╭─ Data to use

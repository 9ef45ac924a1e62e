//! Google Books volumes API payloads.

use serde::{Deserialize, Serialize};

/// Response of a volumes search.
#[derive(Debug, Clone, Default, PartialEq, Serialize, Deserialize)]
#[serde(rename_all = "camelCase")]
pub struct VolumesResponse {
    /// Total number of matches reported by the API.
    #[serde(default)]
    pub total_items: u32,
    /// Volumes on this page.
    #[serde(default)]
    pub items: Vec<Volume>,
}

/// A single volume.
#[derive(Debug, Clone, Default, PartialEq, Serialize, Deserialize)]
#[serde(rename_all = "camelCase")]
pub struct Volume {
    /// Volume id (the source-native id).
    pub id: Option<String>,
    /// Bibliographic details.
    pub volume_info: Option<VolumeInfo>,
}

/// Bibliographic details of a volume.
#[derive(Debug, Clone, Default, PartialEq, Serialize, Deserialize)]
#[serde(rename_all = "camelCase", default)]
pub struct VolumeInfo {
    /// Title.
    pub title: Option<String>,
    /// Subtitle.
    pub subtitle: Option<String>,
    /// Author names.
    pub authors: Vec<String>,
    /// Publisher name.
    pub publisher: Option<String>,
    /// Free-text publication date, e.g. `"1990-09-01"` or `"2005"`.
    pub published_date: Option<String>,
    /// Long description.
    pub description: Option<String>,
    /// ISBNs and other identifiers.
    pub industry_identifiers: Vec<IndustryIdentifier>,
    /// Page count.
    pub page_count: Option<u32>,
    /// Category labels.
    pub categories: Vec<String>,
    /// Average rating on a 5-point scale.
    pub average_rating: Option<f64>,
    /// Number of ratings.
    pub ratings_count: Option<u32>,
    /// Two-letter language code.
    pub language: Option<String>,
    /// Cover images by size.
    pub image_links: Option<ImageLinks>,
}

/// Identifier entry, e.g. `{ "type": "ISBN_13", "identifier": "9780441013593" }`.
#[derive(Debug, Clone, Default, PartialEq, Eq, Serialize, Deserialize)]
pub struct IndustryIdentifier {
    /// Identifier scheme (`ISBN_10`, `ISBN_13`, `OTHER`).
    #[serde(rename = "type")]
    pub kind: Option<String>,
    /// Identifier value.
    pub identifier: Option<String>,
}

/// Cover image urls by size.
#[derive(Debug, Clone, Default, PartialEq, Eq, Serialize, Deserialize)]
#[serde(rename_all = "camelCase", default)]
pub struct ImageLinks {
    /// Smallest thumbnail.
    pub small_thumbnail: Option<String>,
    /// Thumbnail.
    pub thumbnail: Option<String>,
    /// Small.
    pub small: Option<String>,
    /// Medium.
    pub medium: Option<String>,
    /// Large.
    pub large: Option<String>,
    /// Extra large.
    pub extra_large: Option<String>,
}

impl ImageLinks {
    /// Largest available image url.
    #[must_use]
    pub fn largest(&self) -> Option<&str> {
        self.extra_large
            .as_deref()
            .or(self.large.as_deref())
            .or(self.medium.as_deref())
            .or(self.small.as_deref())
            .or(self.thumbnail.as_deref())
    }
}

╰─

Task objective: Only the lines containing the word "description" should be returned from the data above.

Expected answer:
    /// Long description.
    pub description: Option<String>,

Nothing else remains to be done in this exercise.